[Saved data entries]
********************

//! Core, format-agnostic types for the translation engine.

use serde::{Deserialize, Serialize};

/// One translatable unit extracted from a source file. Identity is
/// `(source_file, key)`; units are derived per run from the current source
/// and discarded afterwards.
#[derive(Debug, Clone, PartialEq, Eq, Deserialize, Serialize)]
pub struct TranslationUnit {
    pub key: String,
    pub source_text: String,
    pub source_file: String,
}

impl TranslationUnit {
    pub fn new(
        key: impl Into<String>,
        source_text: impl Into<String>,
        source_file: impl Into<String>,
    ) -> Self {
        TranslationUnit {
            key: key.into(),
            source_text: source_text.into(),
            source_file: source_file.into(),
        }
    }

    /// The unit's contribution to a chunk's content volume.
    pub fn size(&self) -> usize {
        self.key.len() + self.source_text.len()
    }
}

/// The outcome of translating one unit. `None` marks a key the model failed
/// to return, eligible for the single retry.
#[derive(Debug, Clone, PartialEq, Eq, Deserialize, Serialize)]
pub struct TranslationResult {
    pub key: String,
    pub translated_text: Option<String>,
}

/// Source-provider metadata carried on a run and forwarded to the storage
/// collaborator.
#[derive(Debug, Clone, Default, PartialEq, Eq, Deserialize, Serialize)]
pub struct Provenance {
    #[serde(skip_serializing_if = "Option::is_none")]
    #[serde(default)]
    pub branch: Option<String>,

    #[serde(skip_serializing_if = "Option::is_none")]
    #[serde(default)]
    pub commit: Option<String>,

    #[serde(skip_serializing_if = "Option::is_none")]
    #[serde(default)]
    pub commit_message: Option<String>,

    #[serde(skip_serializing_if = "Option::is_none")]
    #[serde(default)]
    pub commit_link: Option<String>,

    #[serde(skip_serializing_if = "Option::is_none")]
    #[serde(default)]
    pub source_provider: Option<String>,

    #[serde(skip_serializing_if = "Option::is_none")]
    #[serde(default)]
    pub user_id: Option<String>,
}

********************

What the task requires: Tally the lines of the data that hold the string "TranslationUnit". Answer with the number and nothing more.

Answer to this exercise: 3